A team of US-based investigators, led by Julie Kanter, MD, of the University of Alabama, conducted the assessment of a Sickle Cell Disease Implementation Consortium (SCDIC) survey. The one-time survey enrolled 440 adolescents and adults aged 15-50 years old, with sickle cell disease.

The SCDCIC a National Heart, Lung, and Blood Institute (NHLBI)-funded organization conducts multicenter trials using implementation science to help accelerate translation of sickle cell-related discoveries to clinical practice.

“One of the first consortium activities was to develop a patient-centered needs assessment to explore patient experiences with the quality and availability of health care and the associated patient-level factors,” Kanter wrote. “This information will be used to inform and guide the projects developed and implemented by the consortium.”

Although research has observed barriers to care among patients with sickle cell disease—particularly observing issues in limited clinicians, screening and diagnosis, and biases based on patient race and ethnicity—assessment into patient-level experiences and perceptions of their care have been mostly ignored.

Kanter and colleagues assessed survey results for patient-reported metrics of pain interference, quality of healthcare, and self-efficacy. Their 440 observed patients were diagnosed with sickle cell disease across all genotypes, and the trial gauged how such variables associated with their perceptions of outpatient and ED care.
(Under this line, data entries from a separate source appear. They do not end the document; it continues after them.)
use crate::index::PreliminaryIndex;
use anyhow::Result;
use std::io::Write;

/// Writes the outbound reference graph as `source,target` addresses, one
/// line per edge
pub fn export(index: &PreliminaryIndex, mut out: impl Write) -> Result<usize> {
    let ids = &index.identifiers;
    let mut edges = 0;
    writeln!(out, "source,target")?;
    for (id, targets) in index.outbound.iter().enumerate() {
        for &target in targets {
            writeln!(out, "{},{}", ids.get(id), ids.get(target))?;
            edges += 1;
        }
    }
    out.flush()?;
    Ok(edges)
}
SCDIC sites conducting patient surveys did not require a final report of proposed participants for the trial, nor did they require respondents to answer every survey question. Response rate per question differed for each variable.
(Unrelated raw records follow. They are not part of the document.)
use super::{format_address, PreliminaryIndex, RootMap};

/// Counts problems and passes each one on as a message
struct Problems<F: FnMut(String)> {
    count: usize,
    report: F,
}

impl<F: FnMut(String)> Problems<F> {
    fn add(&mut self, msg: String) {
        self.count += 1;
        (self.report)(msg);
    }
}

/// Checks the internal consistency of a finished index. Returns the number
/// of problems found, each of which has been handed to `report`.
pub fn validate(index: &PreliminaryIndex, report: impl FnMut(String)) -> usize {
    let mut problems = Problems { count: 0, report };
    let ids = &index.identifiers;
    let len = ids.len();

    for id in 1..len {
        if ids.get(id - 1) >= ids.get(id) {
            problems.add(format!(
                "Identifier {} at {} is not above {}",
                id,
                format_address(ids.get(id)),
                format_address(ids.get(id - 1))
            ));
        }
    }
    for id in 0..len {
        if ids.reverse(ids.get(id)) != Some(id) {
            problems.add(format!(
                "Address {} of identifier {} does not map back to it",
                format_address(ids.get(id)),
                id
            ));
        }
    }

    if index.object_to_class.len() != len {
        problems.add(format!(
            "Object to class map has {} entries for {} identifiers",
            index.object_to_class.len(),
            len
        ));
    }
    for (id, class) in index.object_to_class.iter().enumerate() {
        match class {
            Some(c) if index.classes.contains_key(c) => {}
            Some(c) => problems.add(format!("Identifier {} has unknown class {}", id, c)),
            None => problems.add(format!("Identifier {} has no class", id)),
        }
    }

    for (&id, &size) in &index.array_to_size {
        if id >= len {
            problems.add(format!("Array size recorded for unknown identifier {}", id));
        }
        if size < 0 {
            problems.add(format!("Array {} has negative size {}", id, size));
        }
    }

    for (&id, class) in &index.classes {
        if class.id != id {
            problems.add(format!("Class {} is stored under identifier {}", class.name, id));
        }
        if id >= len || ids.get(id) != class.address {
            problems.add(format!(
                "Class {} at {} does not match identifier {}",
                class.name,
                format_address(class.address),
                id
            ));
        }
        match class.loader_id {
            Some(l) if l < len && ids.get(l) == class.loader_address => {}
            _ => problems.add(format!(
                "Class {} has loader {:?} which is not at {}",
                class.name,
                class.loader_id,
                format_address(class.loader_address)
            )),
        }
        match class.super_id {
            Some(s) if s < len && ids.get(s) == class.super_address => {}
            None if class.super_address == 0 => {}
            _ => problems.add(format!(
                "Class {} has superclass {:?} which is not at {}",
                class.name,
                class.super_id,
                format_address(class.super_address)
            )),
        }
        match class.class_id {
            Some(c) if index.classes.contains_key(&c) => {}
            _ => problems.add(format!("Class {} has no class of its own", class.name)),
        }
    }

    let mut check_roots = |what: &str, roots: &RootMap| {
        for (&id, list) in roots {
            for root in list {
                if root.object_id != id || id >= len || ids.get(id) != root.object_address {
                    problems.add(format!(
                        "{} root of {} at {} is filed under {}",
                        what,
                        root.object_id,
                        format_address(root.object_address),
                        id
                    ));
                }
            }
        }
    };
    check_roots("Global", &index.gc_roots);
    for roots in index.thread_roots.values() {
        check_roots("Thread", roots);
    }

    if index.outbound.len() != len {
        problems.add(format!(
            "Outbound references have {} entries for {} identifiers",
            index.outbound.len(),
            len
        ));
    }

    let instances: usize = index.classes.values().map(|c| c.instance_count).sum();
    if instances != len {
        problems.add(format!(
            "Classes count {} instances for {} identifiers",
            instances, len
        ));
    }
    problems.count
}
Patients were mostly African American (428 [97.3%]), female (245 [55.7%]), and a mean age of 27.8 years old. Hemoglobin SS or hemoglobin S β⁰-thalassemia were the most commonly reported sickle cell genotypes (306 [70.3%]).

Nearly all respondents (382 of 413 (92.1%) stated their satisfaction with their usual care physician. About two-thirds (287 [66%]) reported requiring an ED visit for acute pain in the last year. Only about half (146 [50.9%]) reported satisfaction with or perceiving having received quality care in their ED visit.
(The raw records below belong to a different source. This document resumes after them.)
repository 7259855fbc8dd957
pub mod category_service;

pub use category_service::CategoryService;
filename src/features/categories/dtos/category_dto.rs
use chrono::{DateTime, Utc};
use serde::{Deserialize, Deserializer, Serialize};
use utoipa::{IntoParams, ToSchema};
use validator::Validate;

use crate::features::categories::models::{
    Category, CategoryNode, CategorySortField, LeveledCategory, SortOrder,
};
use crate::shared::constants::{CATEGORY_NAME_MAX_LENGTH, DEFAULT_PAGE_SIZE, MAX_PAGE_SIZE};
use crate::shared::validation::SLUG_REGEX;

/// Response DTO for category
#[derive(Debug, Clone, Serialize, Deserialize, ToSchema)]
pub struct CategoryResponseDto {
    pub id: i64,
    pub parent_id: Option<i64>,
    pub name: String,
    pub slug: String,
    pub description: Option<String>,
    pub is_active: bool,
    pub deleted_at: Option<DateTime<Utc>>,
    pub created_at: DateTime<Utc>,
    pub updated_at: DateTime<Utc>,
}

impl From<Category> for CategoryResponseDto {
    fn from(c: Category) -> Self {
        Self {
            id: c.id,
            parent_id: c.parent_id,
            name: c.name,
            slug: c.slug,
            description: c.description,
            is_active: c.is_active,
            deleted_at: c.deleted_at,
            created_at: c.created_at,
            updated_at: c.updated_at,
        }
    }
}

/// Admin list row: a category plus its direct-children summary
#[derive(Debug, Clone, Serialize, Deserialize, ToSchema)]
pub struct CategoryListItemDto {
    pub id: i64,
    pub parent_id: Option<i64>,
    pub name: String,
    pub slug: String,
    pub description: Option<String>,
    pub is_active: bool,
    pub deleted_at: Option<DateTime<Utc>>,
    pub created_at: DateTime<Utc>,
    pub updated_at: DateTime<Utc>,
    /// Direct active, non-deleted children
    pub subcategory_count: usize,
    pub can_delete: bool,
}

impl CategoryListItemDto {
    pub fn new(c: Category, subcategory_count: usize, can_delete: bool) -> Self {
        Self {
            id: c.id,
            parent_id: c.parent_id,
            name: c.name,
            slug: c.slug,
            description: c.description,
            is_active: c.is_active,
            deleted_at: c.deleted_at,
            created_at: c.created_at,
            updated_at: c.updated_at,
            subcategory_count,
            can_delete,
        }
    }
}

/// Response DTO for category tree (hierarchical structure)
#[derive(Debug, Clone, Serialize, Deserialize, ToSchema)]
#[schema(no_recursion)]
pub struct CategoryTreeDto {
    pub id: i64,
    pub name: String,
    pub slug: String,
    pub description: Option<String>,
    pub is_active: bool,
    pub children: Vec<CategoryTreeDto>,
}

impl From<CategoryNode> for CategoryTreeDto {
    fn from(node: CategoryNode) -> Self {
        let CategoryNode { category, children } = node;
        Self {
            id: category.id,
            name: category.name,
            slug: category.slug,
            description: category.description,
            is_active: category.is_active,
            children: children.into_iter().map(CategoryTreeDto::from).collect(),
        }
    }
}

/// One row of the indented hierarchy table
#[derive(Debug, Clone, Serialize, Deserialize, ToSchema)]
pub struct CategoryHierarchyItemDto {
    pub id: i64,
    pub parent_id: Option<i64>,
    pub name: String,
    pub slug: String,
    pub is_active: bool,
    /// Depth in the tree, roots are 0
    pub level: usize,
    pub subcategory_count: usize,
    pub can_delete: bool,
}

impl CategoryHierarchyItemDto {
    pub fn new(item: LeveledCategory, subcategory_count: usize, can_delete: bool) -> Self {
        let LeveledCategory { category, level } = item;
        Self {
            id: category.id,
            parent_id: category.parent_id,
            name: category.name,
            slug: category.slug,
            is_active: category.is_active,
            level,
            subcategory_count,
            can_delete,
        }
    }
}

#[derive(Debug, Clone, Serialize, Deserialize, ToSchema)]
pub struct CategoryBreadcrumbDto {
    pub id: i64,
    pub name: String,
    pub slug: String,
}

impl From<Category> for CategoryBreadcrumbDto {
    fn from(c: Category) -> Self {
        Self {
            id: c.id,
            name: c.name,
            slug: c.slug,
        }
    }
}

/// Category detail for the admin edit page
#[derive(Debug, Clone, Serialize, Deserialize, ToSchema)]
pub struct CategoryDetailDto {
    pub category: CategoryResponseDto,
    pub level: i64,
    /// Root-to-category breadcrumb, inclusive
    pub path: Vec<CategoryBreadcrumbDto>,
    pub children: Vec<CategoryResponseDto>,
    pub subcategory_count: usize,
    pub can_delete: bool,
}

// Helper functions for defaults
fn default_page() -> i64 {
    1
}

fn default_page_size() -> i64 {
    DEFAULT_PAGE_SIZE
}

/// Query params for the public category listing
#[derive(Debug, Deserialize, IntoParams)]
pub struct ListCategoriesQuery {
    /// If true, return tree structure. Default: false (flat list)
    #[serde(default)]
    pub tree: bool,
}

/// Query params for the admin category listing
#[derive(Debug, Clone, Deserialize, IntoParams, ToSchema)]
pub struct CategoryQueryParams {
    /// Page number (1-indexed)
    #[serde(default = "default_page")]
    #[param(minimum = 1)]
    pub page: i64,

    /// Items per page
    #[serde(default = "default_page_size")]
    #[param(minimum = 1, maximum = 100)]
    pub page_size: i64,

    /// Case-insensitive match on name or slug
    pub search: Option<String>,

    #[serde(default)]
    pub sort_by: CategorySortField,

    #[serde(default)]
    pub order: SortOrder,

    /// Filter by active status (true = active, false = inactive, none = all)
    pub is_active: Option<bool>,

    /// Include soft-deleted categories
    #[serde(default)]
    pub include_deleted: bool,
}

impl Default for CategoryQueryParams {
    fn default() -> Self {
        Self {
            page: 1,
            page_size: DEFAULT_PAGE_SIZE,
            search: None,
            sort_by: CategorySortField::default(),
            order: SortOrder::default(),
            is_active: None,
            include_deleted: false,
        }
    }
}

impl CategoryQueryParams {
    /// Saturates for huge page numbers so the page comes back empty
    pub fn offset(&self) -> usize {
        let offset = (self.page.max(1) - 1).saturating_mul(self.limit());
        usize::try_from(offset).unwrap_or(usize::MAX)
    }

    pub fn limit(&self) -> i64 {
        self.page_size.clamp(1, MAX_PAGE_SIZE)
    }
}

// Create request
#[derive(Debug, Deserialize, Validate, ToSchema)]
pub struct CreateCategoryDto {
    #[validate(length(min = 1, max = CATEGORY_NAME_MAX_LENGTH))]
    pub name: String,

    /// Generated from the name when omitted
    #[validate(length(min = 2, max = 100), regex(path = *SLUG_REGEX, message = "slug must be lowercase letters and digits separated by single hyphens (e.g., 'mesas-de-centro')"))]
    pub slug: Option<String>,

    pub description: Option<String>,

    pub parent_id: Option<i64>,

    /// Defaults to true
    pub is_active: Option<bool>,
}

// Update request
#[derive(Debug, Default, Deserialize, Validate, ToSchema)]
pub struct UpdateCategoryDto {
    #[validate(length(min = 1, max = CATEGORY_NAME_MAX_LENGTH))]
    pub name: Option<String>,

    #[validate(length(min = 2, max = 100), regex(path = *SLUG_REGEX, message = "slug must be lowercase letters and digits separated by single hyphens (e.g., 'mesas-de-centro')"))]
    pub slug: Option<String>,

    pub description: Option<String>,

    /// Absent keeps the current parent, `null` moves the category to the root
    #[serde(default, deserialize_with = "deserialize_present")]
    #[schema(value_type = Option<i64>)]
    pub parent_id: Option<Option<i64>>,

    pub is_active: Option<bool>,
}

/// Distinguish an explicit `null` from a missing field
fn deserialize_present<'de, D, T>(deserializer: D) -> Result<Option<Option<T>>, D::Error>
where
    D: Deserializer<'de>,
    T: Deserialize<'de>,
{
    Option::<T>::deserialize(deserializer).map(Some)
}

#[derive(Debug, Deserialize, IntoParams)]
pub struct SlugCheckQuery {
    pub slug: String,
    /// Category being edited, ignored in the uniqueness check
    pub exclude_id: Option<i64>,
}

#[derive(Debug, Clone, Serialize, Deserialize, ToSchema)]
pub struct SlugCheckResponseDto {
    pub slug: String,
    pub valid: bool,
    pub available: bool,
}

#[derive(Debug, Deserialize, IntoParams)]
pub struct GenerateSlugQuery {
    pub name: String,
}

#[derive(Debug, Clone, Serialize, Deserialize, ToSchema)]
pub struct GeneratedSlugDto {
    pub slug: String,
    pub valid: bool,
}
Associated to their negative quality of care was instances of severe pain or a clinician’s lack of empathy. Among patients to be satisfied in their ED care, younger patients (<19 vs 19-30 and 31-50 years) were more likely to report it.

In discussing their findings, Kanter and colleagues wrote about the significant association between disease-related pain and self-efficacy—reiterating that most respondents reported having frequent pain episodes.

“Individuals with SCD were clearly concerned with their pain and the treatment of their pain,” investigators wrote. “Our study is consistent with previous work that shows that many individuals experience high pain interference because of their SCD.”

In an editorial accompanying the study, Charity Oyedeji, MD, and John J. Strouse, MD, PhD, of the Duke University School of Medicine emphasized the need for greater investment into substantial resources to expand comprehensive sickle cell centers.

“Our efforts need to go down the road into smaller communities and rural areas and overcome the negative influence of social determinants of health that can be barriers to high-quality care,” they wrote.

Kanter and colleagues concluded the findings show a positive correlation between comfort with a usual clinician and sickle cell patient’s perception of care quality. This emphasizes the need for SCDIC projects to help identify and help patients with the hematologic disease engage with a reliable clinician.

“It is equally important that strategies be implemented to enhance communication between the usual clinician and ED providers to improve trust, decrease stigma, and increase satisfaction with pain management,” they wrote.

The study, "Perceptions of US Adolescents and Adults With Sickle Cell Disease on Their Quality of Care," was published online in JAMA Network Open.